Date of Report (Date of earliest event reported): August 7, 2017
ClubCorp Holdings, Inc.
(Exact name of registrant as specified in its charter)

Nevada
 
001-36074
 
20-5818205
(State or other
 
(Commission File Number)
 
(IRS Employer
jurisdiction of incorporation)
 
 
 
Identification No.)
 
3030 LBJ Freeway, Suite 600
Dallas, Texas
 
75234
(Address of Principal Executive Offices)
 
(Zip Code)

(972) 243-6191
Registrant’s Telephone Number, Including Area Code

Not Applicable
(Former Name or Former Address, if Changed Since Last Report)

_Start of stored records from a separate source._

//! Change notifications published to interested UI code.
//!
//! Both subsystems publish over `tokio::sync::broadcast`. A slow subscriber
//! only loses old notifications (`RecvError::Lagged`), it never blocks a
//! publisher.

use tokio::sync::broadcast;
use tracing::trace;

/// Buffer size for notification channels
const EVENT_CHANNEL_CAPACITY: usize = 64;

#[derive(Debug, Clone, PartialEq, Eq)]
pub enum CacheEvent {
    /// A fetch completed and its value was stored.
    Populated { key: String },
    /// An entry was removed on request.
    Invalidated { key: String },
    /// An entry reached its TTL and was evicted.
    Expired { key: String },
}

#[derive(Debug, Clone, PartialEq, Eq)]
pub enum SessionEvent {
    LoggedIn { key: String },
    Switched { key: String },
    LoggedOut { key: String },
    LoggedOutAll,
    /// The persisted table was loaded at boot.
    Restored { count: usize },
}

/// Thin wrapper over a broadcast sender that tolerates having no listeners.
#[derive(Debug, Clone)]
pub struct EventBus<E> {
    tx: broadcast::Sender<E>,
}

impl<E: Clone> EventBus<E> {
    pub fn new() -> Self {
        let (tx, _) = broadcast::channel(EVENT_CHANNEL_CAPACITY);
        Self { tx }
    }

    pub fn publish(&self, event: E) {
        // No receivers is the common case outside the UI
        if self.tx.send(event).is_err() {
            trace!("Event published with no subscribers");
        }
    }

    pub fn subscribe(&self) -> broadcast::Receiver<E> {
        self.tx.subscribe()
    }
}

impl<E: Clone> Default for EventBus<E> {
    fn default() -> Self {
        Self::new()
    }
}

Check the appropriate box below if the Form 8-K filing is intended to simultaneously satisfy the filing obligation of the registrant under any of the following provisions (see General Instruction A2):

o Written communications pursuant to Rule 425 under the Securities Act (17 CFR 230.425)

x Soliciting material pursuant to Rule 14a-12 under the Exchange Act (17 CFR 240.14a-12)

o Pre-commencement communications pursuant to Rule 14d-2(b) under the Exchange Act (17 CFR 240.14d-2(b))

o Pre-commencement communications pursuant to Rule 13e-4(c) under the Exchange Act (17 CFR 240.13e-4(c))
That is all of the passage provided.